# [WHAT IS EXPECTED]
Scan the lines below and report each one containing "axum" by copying it.

Records from a collection
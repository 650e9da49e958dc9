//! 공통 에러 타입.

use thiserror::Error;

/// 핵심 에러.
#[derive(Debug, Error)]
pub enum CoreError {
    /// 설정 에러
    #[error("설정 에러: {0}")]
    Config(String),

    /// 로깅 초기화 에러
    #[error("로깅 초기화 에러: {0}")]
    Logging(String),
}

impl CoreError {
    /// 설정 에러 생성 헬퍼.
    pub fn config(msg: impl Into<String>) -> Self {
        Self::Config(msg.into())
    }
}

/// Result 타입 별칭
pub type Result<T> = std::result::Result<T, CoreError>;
* * *
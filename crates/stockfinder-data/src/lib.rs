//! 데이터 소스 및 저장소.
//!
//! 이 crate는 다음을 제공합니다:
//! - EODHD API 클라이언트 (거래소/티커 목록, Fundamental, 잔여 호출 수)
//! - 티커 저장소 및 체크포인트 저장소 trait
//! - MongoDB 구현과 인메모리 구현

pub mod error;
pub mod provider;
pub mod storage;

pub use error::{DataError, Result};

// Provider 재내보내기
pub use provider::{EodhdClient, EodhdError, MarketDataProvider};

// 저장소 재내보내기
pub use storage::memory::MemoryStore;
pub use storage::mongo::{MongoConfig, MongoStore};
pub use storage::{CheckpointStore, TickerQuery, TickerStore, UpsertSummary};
...
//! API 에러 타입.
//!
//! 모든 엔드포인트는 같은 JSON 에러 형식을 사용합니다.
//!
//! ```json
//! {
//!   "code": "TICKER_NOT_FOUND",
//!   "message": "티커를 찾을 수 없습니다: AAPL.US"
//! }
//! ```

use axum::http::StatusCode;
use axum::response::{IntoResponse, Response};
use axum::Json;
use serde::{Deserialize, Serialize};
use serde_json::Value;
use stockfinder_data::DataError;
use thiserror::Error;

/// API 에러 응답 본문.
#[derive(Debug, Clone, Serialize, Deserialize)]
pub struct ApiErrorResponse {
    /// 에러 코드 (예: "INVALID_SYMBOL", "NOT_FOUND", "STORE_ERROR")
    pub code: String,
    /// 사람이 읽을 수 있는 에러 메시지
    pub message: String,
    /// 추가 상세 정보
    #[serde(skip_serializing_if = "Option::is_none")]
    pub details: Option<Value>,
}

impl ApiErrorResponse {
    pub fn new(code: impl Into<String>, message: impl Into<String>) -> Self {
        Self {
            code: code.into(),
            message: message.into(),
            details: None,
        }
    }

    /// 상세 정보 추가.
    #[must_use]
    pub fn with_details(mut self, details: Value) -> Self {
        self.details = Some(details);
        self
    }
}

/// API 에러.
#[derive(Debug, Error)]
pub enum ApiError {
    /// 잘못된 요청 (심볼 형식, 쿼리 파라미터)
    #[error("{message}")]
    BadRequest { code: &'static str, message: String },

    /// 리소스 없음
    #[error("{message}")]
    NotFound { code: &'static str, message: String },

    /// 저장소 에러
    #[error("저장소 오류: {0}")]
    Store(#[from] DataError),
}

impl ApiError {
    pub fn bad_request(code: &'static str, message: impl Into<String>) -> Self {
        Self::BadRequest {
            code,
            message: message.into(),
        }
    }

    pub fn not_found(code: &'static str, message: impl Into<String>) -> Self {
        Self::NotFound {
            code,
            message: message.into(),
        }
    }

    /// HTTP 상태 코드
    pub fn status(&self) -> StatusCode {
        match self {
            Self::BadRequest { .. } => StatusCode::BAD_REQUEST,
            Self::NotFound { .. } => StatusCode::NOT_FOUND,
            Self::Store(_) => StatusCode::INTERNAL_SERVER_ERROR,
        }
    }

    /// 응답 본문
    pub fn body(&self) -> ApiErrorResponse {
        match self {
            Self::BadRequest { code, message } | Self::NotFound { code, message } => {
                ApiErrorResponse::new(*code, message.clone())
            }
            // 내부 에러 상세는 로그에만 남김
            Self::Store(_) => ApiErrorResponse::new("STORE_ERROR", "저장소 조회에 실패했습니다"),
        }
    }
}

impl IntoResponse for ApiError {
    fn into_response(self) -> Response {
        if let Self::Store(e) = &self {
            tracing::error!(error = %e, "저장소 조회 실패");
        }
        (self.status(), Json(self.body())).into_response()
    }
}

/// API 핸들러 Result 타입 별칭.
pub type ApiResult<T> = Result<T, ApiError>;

# [SOLUTION]
use axum::http::StatusCode;
use axum::response::{IntoResponse, Response};
use axum::Json;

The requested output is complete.